While globally the sustainable finance debt market is seeing an uptake in sustainability-linked bonds (SLB), Australia is seeing growth within the sustainability-linked loan (SLL) market. SLLs are trending because they can be applied by a wider range of borrowers than a traditional green bond or loan and can be used for general corporate purposes. This is beneficial for borrowers whose assets are not traditionally categorized as green but intend to transition towards sustainable and low-carbon business activities. (See my previous blog post for more information on SLLs and SLBs.)

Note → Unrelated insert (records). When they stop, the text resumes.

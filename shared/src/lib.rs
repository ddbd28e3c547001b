use std::fmt;
use std::str::FromStr;
use std::time::Duration;
use thiserror::Error;

pub const DEFAULT_PORT: u16 = 7878;
pub const DEFAULT_LOW: i64 = 0;
pub const DEFAULT_HIGH: i64 = 100;
pub const DEFAULT_MAX_PLAYERS: usize = 8;
pub const HANDSHAKE_TIMEOUT: Duration = Duration::from_secs(5);
pub const WAIT_TIMEOUT: Duration = Duration::from_secs(30);

/// Placeholder sent in a `RANK` row for a player who never found their number.
pub const NO_GUESSES: &str = "-";

/// Errors produced when a line does not decode into a protocol message.
#[derive(Debug, Clone, PartialEq, Eq, Error)]
pub enum ProtocolError {
    #[error("empty message")]
    Empty,
    #[error("unknown message `{0}`")]
    UnknownMessage(String),
    #[error("malformed {kind} message `{line}`")]
    Malformed { kind: &'static str, line: String },
    #[error("invalid number `{0}`")]
    InvalidNumber(String),
}

#[derive(Debug, Clone, Copy, PartialEq, Eq)]
pub enum GuessResult {
    Low,
    High,
    Correct,
    Error,
}

impl GuessResult {
    fn as_str(self) -> &'static str {
        match self {
            GuessResult::Low => "LOW",
            GuessResult::High => "HIGH",
            GuessResult::Correct => "CORRECT",
            GuessResult::Error => "ERROR",
        }
    }
}

/// Messages sent from the server to a player.
#[derive(Debug, Clone, PartialEq, Eq)]
pub enum ServerMessage {
    Start {
        low: i64,
        high: i64,
    },
    Result(GuessResult),
    Wait,
    RankingStart,
    Rank {
        position: usize,
        nickname: String,
        guesses: Option<u32>,
    },
    RankingEnd,
    Bye,
}

/// Messages sent from a player to the server.
#[derive(Debug, Clone, PartialEq, Eq)]
pub enum ClientMessage {
    /// Only honoured as the very first line of a session.
    Nick(String),
    Guess(i64),
    Quit,
}

impl fmt::Display for ServerMessage {
    fn fmt(&self, f: &mut fmt::Formatter<'_>) -> fmt::Result {
        match self {
            ServerMessage::Start { low, high } => write!(f, "START:{}:{}", low, high),
            ServerMessage::Result(result) => write!(f, "RESULT:{}", result.as_str()),
            ServerMessage::Wait => f.write_str("WAIT"),
            ServerMessage::RankingStart => f.write_str("RANKING_START"),
            ServerMessage::Rank {
                position,
                nickname,
                guesses,
            } => match guesses {
                Some(count) => write!(f, "RANK:{}:{}:{}", position, nickname, count),
                None => write!(f, "RANK:{}:{}:{}", position, nickname, NO_GUESSES),
            },
            ServerMessage::RankingEnd => f.write_str("RANKING_END"),
            ServerMessage::Bye => f.write_str("BYE"),
        }
    }
}

impl fmt::Display for ClientMessage {
    fn fmt(&self, f: &mut fmt::Formatter<'_>) -> fmt::Result {
        match self {
            ClientMessage::Nick(name) => write!(f, "NICK:{}", name),
            ClientMessage::Guess(value) => write!(f, "GUESS:{}", value),
            ClientMessage::Quit => f.write_str("QUIT"),
        }
    }
}

fn parse_number<T: FromStr>(field: &str) -> Result<T, ProtocolError> {
    field
        .trim()
        .parse()
        .map_err(|_| ProtocolError::InvalidNumber(field.to_string()))
}

/// Strips the line terminator (`\n` or `\r\n`) left by a line reader.
fn strip_terminator(line: &str) -> &str {
    line.trim_end_matches(['\r', '\n'])
}

impl FromStr for ServerMessage {
    type Err = ProtocolError;

    fn from_str(line: &str) -> Result<Self, Self::Err> {
        let line = strip_terminator(line);
        if line.is_empty() {
            return Err(ProtocolError::Empty);
        }

        let (kind, rest) = match line.split_once(':') {
            Some((kind, rest)) => (kind, Some(rest)),
            None => (line, None),
        };

        match (kind, rest) {
            ("START", Some(rest)) => {
                let (low, high) = rest.split_once(':').ok_or(ProtocolError::Malformed {
                    kind: "START",
                    line: line.to_string(),
                })?;
                Ok(ServerMessage::Start {
                    low: parse_number(low)?,
                    high: parse_number(high)?,
                })
            }
            ("RESULT", Some(rest)) => match rest {
                "LOW" => Ok(ServerMessage::Result(GuessResult::Low)),
                "HIGH" => Ok(ServerMessage::Result(GuessResult::High)),
                "CORRECT" => Ok(ServerMessage::Result(GuessResult::Correct)),
                "ERROR" => Ok(ServerMessage::Result(GuessResult::Error)),
                _ => Err(ProtocolError::Malformed {
                    kind: "RESULT",
                    line: line.to_string(),
                }),
            },
            ("RANK", Some(rest)) => {
                // The nickname sits between the position and the count.
                let malformed = || ProtocolError::Malformed {
                    kind: "RANK",
                    line: line.to_string(),
                };
                let (position, rest) = rest.split_once(':').ok_or_else(malformed)?;
                let (nickname, guesses) = rest.rsplit_once(':').ok_or_else(malformed)?;
                let guesses = if guesses == NO_GUESSES {
                    None
                } else {
                    Some(parse_number(guesses)?)
                };
                Ok(ServerMessage::Rank {
                    position: parse_number(position)?,
                    nickname: nickname.to_string(),
                    guesses,
                })
            }
            ("WAIT", None) => Ok(ServerMessage::Wait),
            ("RANKING_START", None) => Ok(ServerMessage::RankingStart),
            ("RANKING_END", None) => Ok(ServerMessage::RankingEnd),
            ("BYE", None) => Ok(ServerMessage::Bye),
            _ => Err(ProtocolError::UnknownMessage(line.to_string())),
        }
    }
}

impl FromStr for ClientMessage {
    type Err = ProtocolError;

    fn from_str(line: &str) -> Result<Self, Self::Err> {
        let line = strip_terminator(line);
        if line.trim().is_empty() {
            return Err(ProtocolError::Empty);
        }

        match line.split_once(':') {
            Some(("NICK", name)) => Ok(ClientMessage::Nick(name.to_string())),
            Some(("GUESS", value)) => Ok(ClientMessage::Guess(parse_number(value)?)),
            None if line.trim() == "QUIT" => Ok(ClientMessage::Quit),
            _ => Err(ProtocolError::UnknownMessage(line.to_string())),
        }
    }
}

/// Normalizes a requested nickname so it can travel inside a `RANK` row.
///
/// Returns `None` when nothing usable is left, in which case the caller keeps
/// the generated default name.
pub fn sanitize_nickname(raw: &str) -> Option<String> {
    let cleaned: String = raw
        .trim()
        .chars()
        .map(|c| if c == ':' || c.is_control() { '_' } else { c })
        .collect();

    if cleaned.is_empty() {
        None
    } else {
        Some(cleaned)
    }
}
//! Player keyboard input for the guessing client

use std::io;
use tokio::io::{AsyncBufRead, AsyncBufReadExt, Lines};

/// One line typed by the player.
#[derive(Debug, Clone, PartialEq, Eq)]
pub enum PlayerInput {
    Guess(i64),
    Quit,
    /// Anything else; rejected locally without consuming a turn
    Invalid(String),
}

impl PlayerInput {
    pub fn parse(line: &str) -> Self {
        let trimmed = line.trim();
        if trimmed.eq_ignore_ascii_case("q") {
            return PlayerInput::Quit;
        }
        match trimmed.parse() {
            Ok(value) => PlayerInput::Guess(value),
            Err(_) => PlayerInput::Invalid(trimmed.to_string()),
        }
    }
}

/// Reads player input line by line from any buffered source (stdin in the
/// binary, byte slices in tests).
pub struct InputManager<R> {
    lines: Lines<R>,
}

impl<R: AsyncBufRead + Unpin> InputManager<R> {
    pub fn new(source: R) -> Self {
        Self {
            lines: source.lines(),
        }
    }

    /// Returns the next input. End of input counts as quitting.
    pub async fn next(&mut self) -> io::Result<PlayerInput> {
        Ok(match self.lines.next_line().await? {
            Some(line) => PlayerInput::parse(&line),
            None => PlayerInput::Quit,
        })
    }
}
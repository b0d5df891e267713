use crate::analysis::{AnalysisError, AudioBuffer};

/// Represents the data from a WAV file after reading
#[derive(Debug, Clone)]
pub struct WavData {
    /// Interleaved samples normalized to [-1, 1] range
    pub samples: Vec<f32>,
    /// Sample rate in Hz
    pub sample_rate: u32,
    /// Number of audio channels
    pub channels: u16,
}

/// Which channel of a multi-channel file feeds the analysis
#[derive(Debug, Clone, Copy, PartialEq, Eq)]
pub enum ChannelSelection {
    /// A single channel, zero-based
    Index(u16),
    /// The average of all channels
    Mix,
}

impl Default for ChannelSelection {
    fn default() -> Self {
        ChannelSelection::Index(0)
    }
}

/// Errors that can occur during audio I/O
#[derive(Debug, thiserror::Error)]
pub enum AudioError {
    /// IO errors when reading/writing files
    #[error("IO error: {0}")]
    Io(#[from] std::io::Error),

    /// Errors during WAV file parsing
    #[error("WAV parsing error: {0}")]
    WavParse(String),

    /// Errors while encoding a WAV file
    #[error("WAV writing error: {0}")]
    WavWrite(String),

    /// Invalid parameter values
    #[error("Invalid parameters: {0}")]
    InvalidParams(String),

    /// The extracted buffer could not be analyzed
    #[error(transparent)]
    Analysis(#[from] AnalysisError),
}

impl WavData {
    /// Number of sample frames (samples per channel)
    pub fn frames(&self) -> usize {
        if self.channels == 0 {
            0
        } else {
            self.samples.len() / self.channels as usize
        }
    }

    /// Duration in seconds
    pub fn duration(&self) -> f32 {
        self.frames() as f32 / self.sample_rate as f32
    }

    /// Extracts one channel over a time range as a mono buffer.
    ///
    /// # Arguments
    /// * `channel` - Channel to keep, or a mix of all channels
    /// * `start_time` - Position in seconds of the first sample
    /// * `duration` - Length in seconds; `None` or a range running past the end
    ///   of the file is clipped to the available audio
    ///
    /// # Errors
    /// * If the channel index does not exist
    /// * If the start time is negative or beyond the end of the file
    /// * If the resulting range holds no samples
    pub fn to_buffer(
        &self,
        channel: ChannelSelection,
        start_time: f32,
        duration: Option<f32>,
    ) -> Result<AudioBuffer, AudioError> {
        let channels = self.channels as usize;
        if channels == 0 {
            return Err(AudioError::WavParse("File declares zero channels".to_string()));
        }
        if let ChannelSelection::Index(index) = channel {
            if index as usize >= channels {
                return Err(AudioError::InvalidParams(format!(
                    "Channel {} requested but the file only has {} channel(s)",
                    index, channels
                )));
            }
        }

        let total_frames = self.frames();
        let file_duration = self.duration();
        if !(start_time >= 0.0 && start_time < file_duration) {
            return Err(AudioError::InvalidParams(format!(
                "Start time ({:.2}s) is outside the audio duration ({:.2}s)",
                start_time, file_duration
            )));
        }

        let sample_rate = self.sample_rate as f32;
        let start = (start_time * sample_rate) as usize;
        let end = match duration {
            Some(seconds) if seconds > 0.0 => {
                (start + (seconds * sample_rate) as usize).min(total_frames)
            }
            Some(seconds) => {
                return Err(AudioError::InvalidParams(format!(
                    "Duration must be positive, got {:.3}s",
                    seconds
                )))
            }
            None => total_frames,
        };

        let mono: Vec<f32> = (start..end)
            .map(|frame| {
                let offset = frame * channels;
                match channel {
                    ChannelSelection::Index(index) => self.samples[offset + index as usize],
                    ChannelSelection::Mix => {
                        let sum: f32 = self.samples[offset..offset + channels].iter().sum();
                        sum / channels as f32
                    }
                }
            })
            .collect();

        Ok(AudioBuffer::new(mono, self.sample_rate)?)
    }
}
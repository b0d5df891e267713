//! Directory driver: every WAV file in the source directory becomes a grain
//! (plus an optional plot) in the destination directory.

use crate::analysis::{analyze_buffer, Analysis, Grain, PitchEstimate};
use crate::audio::{self, AudioError};
use crate::config::Config;
use crate::plot;
use std::fs;
use std::io;
use std::path::{Path, PathBuf};
use tracing::{info, warn};

/// Why a file produced no grain
#[derive(Debug, Clone, PartialEq, thiserror::Error)]
pub enum SkipReason {
    #[error("no pitch detected")]
    UndetectedPitch,

    #[error("no periodic candidate found at {0:.2} Hz")]
    NoCandidate(f32),

    #[error("{0}")]
    Failed(String),
}

/// A grain that was written to disk
#[derive(Debug, Clone, PartialEq)]
pub struct GrainRecord {
    pub pitch: f32,
    pub grain_path: PathBuf,
    pub plot_path: Option<PathBuf>,
    pub start: usize,
    pub len: usize,
    pub score: f32,
}

/// Result of processing a single source file
#[derive(Debug, Clone, PartialEq)]
pub enum FileOutcome {
    Extracted(GrainRecord),
    Skipped(SkipReason),
}

/// Outcome of every file in a batch, in processing order
#[derive(Debug, Default)]
pub struct BatchReport {
    pub files: Vec<(PathBuf, FileOutcome)>,
}

impl BatchReport {
    pub fn extracted(&self) -> impl Iterator<Item = (&Path, &GrainRecord)> {
        self.files.iter().filter_map(|(path, outcome)| match outcome {
            FileOutcome::Extracted(record) => Some((path.as_path(), record)),
            FileOutcome::Skipped(_) => None,
        })
    }

    pub fn skipped(&self) -> impl Iterator<Item = (&Path, &SkipReason)> {
        self.files.iter().filter_map(|(path, outcome)| match outcome {
            FileOutcome::Skipped(reason) => Some((path.as_path(), reason)),
            FileOutcome::Extracted(_) => None,
        })
    }
}

/// Errors that stop a batch before any file is processed
#[derive(Debug, thiserror::Error)]
pub enum BatchError {
    #[error("Failed to read source directory {}: {}", .path.display(), .source)]
    ReadDir {
        path: PathBuf,
        #[source]
        source: io::Error,
    },

    #[error("Failed to create destination directory {}: {}", .path.display(), .source)]
    CreateDir {
        path: PathBuf,
        #[source]
        source: io::Error,
    },
}

/// Output file stem embedding the source name and detected pitch,
/// e.g. `piano_A4.440.00Hz`.
pub fn grain_file_stem(source_stem: &str, pitch: f32) -> String {
    format!("{}.{:.2}Hz", source_stem, pitch)
}

/// Lists `.wav` files (case-insensitive) directly inside `dir`, sorted by name.
pub fn list_wav_files(dir: &Path) -> io::Result<Vec<PathBuf>> {
    let mut files = Vec::new();
    for entry in fs::read_dir(dir)? {
        let path = entry?.path();
        let is_wav = path
            .extension()
            .and_then(|ext| ext.to_str())
            .is_some_and(|ext| ext.eq_ignore_ascii_case("wav"));
        if is_wav && path.is_file() {
            files.push(path);
        }
    }
    files.sort();
    Ok(files)
}

/// Reads `path`, reduces it to the configured channel and time range, and
/// runs pitch detection and grain extraction on it.
pub fn analyze_file(path: &Path, config: &Config) -> Result<Analysis, AudioError> {
    let wav = audio::read_wav_file(path)?;
    let buffer = wav.to_buffer(
        config.channel_selection(),
        config.input.start_time,
        Some(config.input.duration),
    )?;
    Ok(analyze_buffer(&buffer, &config.analysis_settings())?)
}

/// Analyzes one file and writes its grain into `dest_dir`.
///
/// Every failure is folded into [`FileOutcome::Skipped`] so the caller can
/// move on to the next file.
pub fn process_file(path: &Path, dest_dir: &Path, config: &Config) -> FileOutcome {
    let analysis = match analyze_file(path, config) {
        Ok(analysis) => analysis,
        Err(e) => return FileOutcome::Skipped(SkipReason::Failed(e.to_string())),
    };

    let pitch = match analysis.pitch {
        PitchEstimate::Detected(freq) => freq,
        PitchEstimate::Undetected => return FileOutcome::Skipped(SkipReason::UndetectedPitch),
    };
    info!(pitch, "Detected pitch");

    let grain = match analysis.grain {
        Some(grain) => grain,
        None => return FileOutcome::Skipped(SkipReason::NoCandidate(pitch)),
    };

    let source_stem = path
        .file_stem()
        .map(|stem| stem.to_string_lossy().into_owned())
        .unwrap_or_else(|| "grain".to_string());
    let stem = grain_file_stem(&source_stem, pitch);

    match write_grain(&grain, dest_dir, &stem, config.output.plot) {
        Ok((grain_path, plot_path)) => FileOutcome::Extracted(GrainRecord {
            pitch,
            grain_path,
            plot_path,
            start: grain.start,
            len: grain.len(),
            score: grain.score,
        }),
        Err(e) => FileOutcome::Skipped(SkipReason::Failed(e.to_string())),
    }
}

/// Processes every WAV file in the configured source directory.
///
/// # Errors
/// * If the source directory cannot be listed
/// * If the destination directory cannot be created
pub fn run_batch(config: &Config) -> Result<BatchReport, BatchError> {
    let source_dir = &config.paths.source_dir;
    let dest_dir = &config.paths.dest_dir;

    let files = list_wav_files(source_dir).map_err(|source| BatchError::ReadDir {
        path: source_dir.clone(),
        source,
    })?;
    fs::create_dir_all(dest_dir).map_err(|source| BatchError::CreateDir {
        path: dest_dir.clone(),
        source,
    })?;

    let mut report = BatchReport::default();
    for path in files {
        info!("Working on {}", path.display());
        let outcome = process_file(&path, dest_dir, config);
        match &outcome {
            FileOutcome::Extracted(record) => info!(
                score = record.score,
                len = record.len,
                "Wrote {}",
                record.grain_path.display()
            ),
            FileOutcome::Skipped(reason) => warn!("Skipping {}: {}", path.display(), reason),
        }
        report.files.push((path, outcome));
    }

    Ok(report)
}

fn write_grain(
    grain: &Grain,
    dest_dir: &Path,
    stem: &str,
    with_plot: bool,
) -> Result<(PathBuf, Option<PathBuf>), AudioError> {
    let grain_path = dest_dir.join(format!("{}.wav", stem));
    audio::write_wav_file(&grain_path, grain.sample_rate, &grain.samples)?;

    let plot_path = if with_plot {
        let plot_path = dest_dir.join(format!("{}.svg", stem));
        plot::write_plot(&plot_path, &grain.samples, stem)?;
        Some(plot_path)
    } else {
        None
    };

    Ok((grain_path, plot_path))
}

Growth in the Australian SLL market is owing to the flexibility of the loan market itself. The loan structure encourages a closer relationship between lenders and borrowers and enables lenders to provide incentives for sustainability performance and to absorb any reduction in the margin of a loan. While these instruments might seem daunting for issuers who are early in their sustainability journeys, banks, such as Macquarie and ANZ are encouraging this style of loan instrument to build a closer relationship with the borrower. This lender-borrower relationship that exists within the Australian market could lead to various types of loan structures such as revolving instruments, project financing or trade facilities. Additionally, borrowers are increasingly looking towards these types of instruments to improve their sustainability profiles.

Green Deals Down Under: A Closer Look at Market Activity

Globally, the Australian SLB market stands are US$28 million in total volume of bonds, while the SLL market stands at approximately US$332 million as of April 2021.[iii] The green corporate loan market in Australia has been growing rapidly in the past two years, particularly given the sophisticated vanilla loan market structures that already exist.

Australia is the world’s eighth largest market in terms of total number of loans and bonds, having issued approximately 13 SLLs, seven SLBs and 20 combined instruments.[iv] Recent issuances within the market include: Worley (SLB), Canberra light rail (green loan), FirstMac (green mortgage-backed securities), Downer (SLL), Ramsay (SLL), Murra Warra 2 (green loan), for each of which Sustainalytics provided a second-party opinion. Other recent issuances in the market include NRG Queensland SLB (utilities), Wesfarmers SLB (retail) and Port of Newcastle SLL (ports).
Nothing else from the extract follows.